We’ve written here before about the 2007 rescue of a treasure-trove of government films from a shuttered film laboratory. Archivists from the National Archives recovered many films produced across the Federal government so they could be preserved and made accessible to the public. You may be familiar with the anti-drug film Curious Alice, but I doubt you’ve heard of a film with the curious title That Feeling of Falling . . . and some Suggestions on How to Avoid It, also found in the abandoned lab.
This may be a case when jumping in with no context is best, so without further comment, here is the opening sequence of the film:
Pretty wild, right?
That Feeling of Falling was produced in 1976 by the United States Consumer Product Safety Commission (CPSC) to promote safety in the home through simple home improvements. In its visual and sound effects, the film shares stylistic elements with other government films of the decade, including Curious Alice and the Bureau of Alcohol, Tobacco, and Firearms anti-moonshine film One Time Too Often. However, the message of That Feeling of Falling is very clear.
The CPSC used the film to address conditions that could lead to injuries within the home, whether by falling down dark stairs, slipping in a wet bathroom, or putting your arm through a plate-glass window. After depicting a fall in slow motion, the scene rewinds itself and the conditions that caused the fall are addressed. The victim navigates the same situation again, this time without injury.
To see this template in action, watch this clip about the dangers of basement stairs:
Because of its striking visuals and sound, I always remembered That Feeling of Falling since first working on it almost ten years ago. And so I was intrigued when another film about the hazards of stairs came through the Lab several years later.
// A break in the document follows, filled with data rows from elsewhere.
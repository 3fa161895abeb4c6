use crate::channel::{AssistChannel, DuplexStream, RequestTx, ResponseStream};
use crate::client::Stats;
use crate::conversation::event::{InboundEvent, TurnOutcome};
use crate::conversation::interpreter::ResponseInterpreter;
use crate::conversation::state::{InputModality, SessionState};
use crate::error::DialogError;
use crate::types::AssistRequest;
use futures_util::StreamExt;
use std::sync::atomic::{AtomicBool, Ordering};
use std::sync::{Arc, Mutex, MutexGuard, PoisonError};
use tokio::sync::mpsc;
use tokio::task::JoinHandle;

/// Where a [`Turn`] is in its life.
#[derive(Debug, Clone, Copy, PartialEq, Eq)]
pub enum TurnState {
    /// No stream has been opened yet.
    Idle,
    /// The configuration frame is written and frames flow both ways.
    StreamOpen,
    /// The inbound side has closed. Final for this turn.
    Terminated,
}

/// One request/response cycle of a dialog.
///
/// Audio goes up through [`Turn::write`]; everything the service sends comes
/// back as [`InboundEvent`]s, ending with `InboundEvent::StreamEnded`. The
/// event receiver can be taken with [`Turn::events`] and drained on another
/// task while this handle keeps writing.
pub struct Turn {
    session: Arc<Mutex<SessionState>>,
    stats: Arc<Mutex<Stats>>,
    capacity: usize,
    modality: InputModality,
    outbound: Option<RequestTx>,
    events: Option<mpsc::Receiver<InboundEvent>>,
    reader: Option<JoinHandle<TurnOutcome>>,
    terminated: Arc<AtomicBool>,
}

impl Turn {
    pub(crate) fn new(
        session: Arc<Mutex<SessionState>>,
        stats: Arc<Mutex<Stats>>,
        capacity: usize,
        terminated: Arc<AtomicBool>,
    ) -> Self {
        Self {
            session,
            stats,
            capacity,
            modality: InputModality::Audio,
            outbound: None,
            events: None,
            reader: None,
            terminated,
        }
    }

    /// Opens the stream and writes `request` before anything else.
    pub(crate) async fn open<C>(&mut self, channel: &C, request: AssistRequest) -> Result<(), DialogError>
    where
        C: AssistChannel + ?Sized,
    {
        if self.state() != TurnState::Idle {
            return Err(DialogError::TurnInProgress);
        }

        let modality = match request.config() {
            Some(config) if config.text_query().is_some() => InputModality::Text,
            _ => InputModality::Audio,
        };
        let DuplexStream { outbound, inbound } = channel.open_assist().await?;
        outbound
            .send(request)
            .await
            .map_err(|_| DialogError::Closed)?;
        tracing::info!("assist stream open");

        let (events_tx, events_rx) = mpsc::channel(self.capacity);
        self.reader = Some(tokio::spawn(read_inbound(
            inbound,
            events_tx,
            self.session.clone(),
            self.stats.clone(),
            self.terminated.clone(),
        )));
        self.modality = modality;
        self.outbound = Some(outbound);
        self.events = Some(events_rx);
        Ok(())
    }

    pub fn state(&self) -> TurnState {
        if self.terminated.load(Ordering::Acquire) {
            TurnState::Terminated
        } else if self.reader.is_none() {
            TurnState::Idle
        } else {
            TurnState::StreamOpen
        }
    }

    /// Sends a chunk of raw audio in the encoding chosen for audio in.
    ///
    /// Dropped without error when the turn was opened with a text query, after
    /// [`Turn::end`], or once the stream has terminated. Waits while the
    /// transport applies backpressure.
    pub async fn write(&self, audio: &[u8]) {
        let Some(outbound) = &self.outbound else {
            tracing::debug!("outbound side closed, dropping {} bytes", audio.len());
            return;
        };
        if self.terminated.load(Ordering::Acquire) {
            return;
        }
        if self.modality == InputModality::Text {
            tracing::debug!("text turn, dropping {} bytes of audio", audio.len());
            return;
        }

        if outbound
            .send(AssistRequest::AudioIn(audio.to_vec()))
            .await
            .is_err()
        {
            tracing::debug!("assist stream no longer accepts audio");
            return;
        }
        lock(&self.stats).record_audio_sent(audio.len());
    }

    /// Packs 16-bit samples little-endian, as LINEAR16 expects, and writes them.
    pub async fn write_samples(&self, samples: &[i16]) {
        let bytes: Vec<u8> = samples.iter().flat_map(|s| s.to_le_bytes()).collect();
        self.write(&bytes).await
    }

    /// Half-closes the outbound side. Inbound frames already in flight are
    /// still delivered; the turn terminates when the service closes.
    pub fn end(&mut self) {
        if self.outbound.take().is_some() {
            tracing::debug!("half-closing assist stream");
        }
    }

    /// Takes the event receiver. Returns `None` if it was already taken.
    pub fn events(&mut self) -> Option<mpsc::Receiver<InboundEvent>> {
        self.events.take()
    }

    /// Next event, when the receiver has not been taken.
    pub async fn next_event(&mut self) -> Option<InboundEvent> {
        match self.events.as_mut() {
            Some(events) => events.recv().await,
            None => None,
        }
    }

    /// Ends the turn and waits for its termination notice. Events nobody has
    /// read yet are discarded.
    pub async fn finish(mut self) -> TurnOutcome {
        self.end();
        self.events.take();
        match self.reader.take() {
            Some(reader) => reader.await.unwrap_or_else(|e| TurnOutcome {
                error: Some(DialogError::transport(format!("inbound task failed: {}", e))),
                continue_dialog: false,
            }),
            None => TurnOutcome::default(),
        }
    }
}

async fn read_inbound(
    mut inbound: ResponseStream,
    events: mpsc::Sender<InboundEvent>,
    session: Arc<Mutex<SessionState>>,
    stats: Arc<Mutex<Stats>>,
    terminated: Arc<AtomicBool>,
) -> TurnOutcome {
    let mut interpreter = ResponseInterpreter::new();
    let mut error = None;

    while let Some(item) = inbound.next().await {
        match item {
            Ok(frame) => {
                let produced = {
                    let mut state = lock(&session);
                    interpreter.interpret(&frame, &mut state)
                };
                let audio_bytes = frame.audio_out.as_ref().map_or(0, |a| a.audio_data.len());
                lock(&stats).record_frame(audio_bytes);
                tracing::debug!("received frame, {} events", produced.len());

                for event in produced {
                    emit(&events, event).await;
                }
            }
            Err(e) if e.is_fatal() => {
                tracing::error!("assist stream failed: {}", e);
                emit(&events, InboundEvent::StreamError(e.clone())).await;
                error = Some(e);
                break;
            }
            Err(e) => {
                tracing::warn!("skipping undecodable frame: {}", e);
                emit(&events, InboundEvent::StreamError(e)).await;
            }
        }
    }

    let outcome = interpreter.outcome(error);
    if outcome.continue_dialog {
        lock(&stats).record_follow_on();
    }
    tracing::info!(
        "assist stream closed, continue_dialog={}",
        outcome.continue_dialog
    );
    terminated.store(true, Ordering::Release);
    emit(&events, outcome.clone().into()).await;
    outcome
}

async fn emit(events: &mpsc::Sender<InboundEvent>, event: InboundEvent) {
    if let Err(e) = events.send(event).await {
        tracing::trace!("event receiver dropped: {:?}", e.0);
    }
}

pub(crate) fn lock<T>(mutex: &Mutex<T>) -> MutexGuard<'_, T> {
    mutex.lock().unwrap_or_else(PoisonError::into_inner)
}
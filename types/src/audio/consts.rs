pub const DEFAULT_SAMPLE_RATE_IN: i32 = 16000;
pub const DEFAULT_SAMPLE_RATE_OUT: i32 = 24000;
pub const DEFAULT_VOLUME_PERCENTAGE: i32 = 100;

/// A codec enumeration that can be looked up by its symbolic name.
pub trait Encoding: Copy + 'static {
    /// Known symbolic names, matched case-insensitively.
    const NAMES: &'static [(&'static str, Self)];
    /// Used when a name is absent or unknown.
    const FALLBACK: Self;

    fn lookup(name: &str) -> Option<Self> {
        Self::NAMES
            .iter()
            .find(|(known, _)| known.eq_ignore_ascii_case(name))
            .map(|(_, encoding)| *encoding)
    }

    fn resolve(name: Option<&str>) -> Self {
        name.and_then(Self::lookup).unwrap_or(Self::FALLBACK)
    }
}

#[derive(Debug, Clone, Copy, serde::Serialize, serde::Deserialize, PartialEq, Eq)]
pub enum AudioInEncoding {
    #[serde(rename = "ENCODING_UNSPECIFIED")]
    Unspecified,
    /// Uncompressed 16-bit signed little-endian samples.
    #[serde(rename = "LINEAR16")]
    Linear16,
    #[serde(rename = "FLAC")]
    Flac,
}

impl Encoding for AudioInEncoding {
    const NAMES: &'static [(&'static str, Self)] =
        &[("LINEAR16", Self::Linear16), ("FLAC", Self::Flac)];
    const FALLBACK: Self = Self::Linear16;
}

#[derive(Debug, Clone, Copy, serde::Serialize, serde::Deserialize, PartialEq, Eq)]
pub enum AudioOutEncoding {
    #[serde(rename = "ENCODING_UNSPECIFIED")]
    Unspecified,
    #[serde(rename = "LINEAR16")]
    Linear16,
    #[serde(rename = "MP3")]
    Mp3,
    #[serde(rename = "OPUS_IN_OGG")]
    OpusInOgg,
}

impl Encoding for AudioOutEncoding {
    const NAMES: &'static [(&'static str, Self)] = &[
        ("LINEAR16", Self::Linear16),
        ("MP3", Self::Mp3),
        ("OPUS_IN_OGG", Self::OpusInOgg),
    ];
    const FALLBACK: Self = Self::Linear16;
}

#[cfg(test)]
mod test {
    use super::*;

    #[derive(Debug, Clone, serde::Serialize, serde::Deserialize)]
    struct AudioConsts {
        #[serde(skip_serializing_if = "Option::is_none")]
        encoding_in: Option<AudioInEncoding>,
        #[serde(skip_serializing_if = "Option::is_none")]
        encoding_out: Option<AudioOutEncoding>,
    }

    #[test]
    fn test_serialize() {
        let consts = AudioConsts {
            encoding_in: Some(AudioInEncoding::Flac),
            encoding_out: Some(AudioOutEncoding::OpusInOgg),
        };
        let json = serde_json::to_string(&consts).unwrap();
        assert_eq!(json, r#"{"encoding_in":"FLAC","encoding_out":"OPUS_IN_OGG"}"#);

        let consts = AudioConsts {
            encoding_in: None,
            encoding_out: Some(AudioOutEncoding::Linear16),
        };
        let json = serde_json::to_string(&consts).unwrap();
        assert_eq!(json, r#"{"encoding_out":"LINEAR16"}"#);
    }

    #[test]
    fn test_lookup_ignores_case() {
        assert_eq!(AudioInEncoding::lookup("linear16"), Some(AudioInEncoding::Linear16));
        assert_eq!(AudioInEncoding::lookup("LINEAR16"), Some(AudioInEncoding::Linear16));
        assert_eq!(AudioInEncoding::lookup("Flac"), Some(AudioInEncoding::Flac));
        assert_eq!(AudioOutEncoding::lookup("opus_in_ogg"), Some(AudioOutEncoding::OpusInOgg));
        assert_eq!(AudioInEncoding::lookup("mp3"), None);
    }

    #[test]
    fn test_resolve_falls_back_to_linear16() {
        assert_eq!(AudioInEncoding::resolve(None), AudioInEncoding::Linear16);
        assert_eq!(AudioInEncoding::resolve(Some("wav")), AudioInEncoding::Linear16);
        assert_eq!(AudioOutEncoding::resolve(Some("")), AudioOutEncoding::Linear16);
        assert_eq!(AudioOutEncoding::resolve(Some("mp3")), AudioOutEncoding::Mp3);
    }
}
The Impact of Design on Stair Accidents Among the Elderly (1972), found in the records of the National Bureau of Standards (NBS), is not a film in the traditional sense, and on its face is pretty bizarre. Though it came to the Motion Picture Preservation Lab as a kinescope film, the original source material was definitely video. (Learn about the difference between film and video here.) It plays almost like a PowerPoint presentation made up of slides, charts, and hidden-camera footage of people falling down stairs.
Watching this, you may ask how something that looks like an episode of Candid Camera came to be held in the National Archives. Fortunately, there is a clue on the title card. The name John Archea led me to a report on the Government Publishing Office’s govinfo website titled An Analysis of the Behavior of Stair Users, which Archea co-authored.
This report, prepared for the CPSC’s Directorate for Engineering and Science, describes research with an objective “to recommend ways to reduce the frequency and severity of the approximately 350,000 stair, ramp and landing accidents that are treated in hospital emergency rooms each year.” We also learn exactly where all the video footage came from:
Drilling down even further, I was able to locate a document on govinfo about the department within the NBS where this research was done. The Center for Building Technology: A Perspective contains a description of the stair safety research project and an illustration of a researcher videotaping a set of stairs.
An Analysis of the Behavior of Stair Users tells us that the researchers used coded data derived from the video segments to develop recommendations to improve stair design and reduce accidents. For example, distracting patterns can make it difficult to see where each step ends:
Both The Impact of Design on Stair Accidents Among the Elderly and That Feeling of Falling contrast hazardous patterned carpeting with stair treads covered in a less-distracting solid color.
For someone like me who loves historical research, it is gratifying to follow how a simple research question about stairs generated results that were sent across Federal agencies to produce a film outlining solutions for the American public. And what a film it is!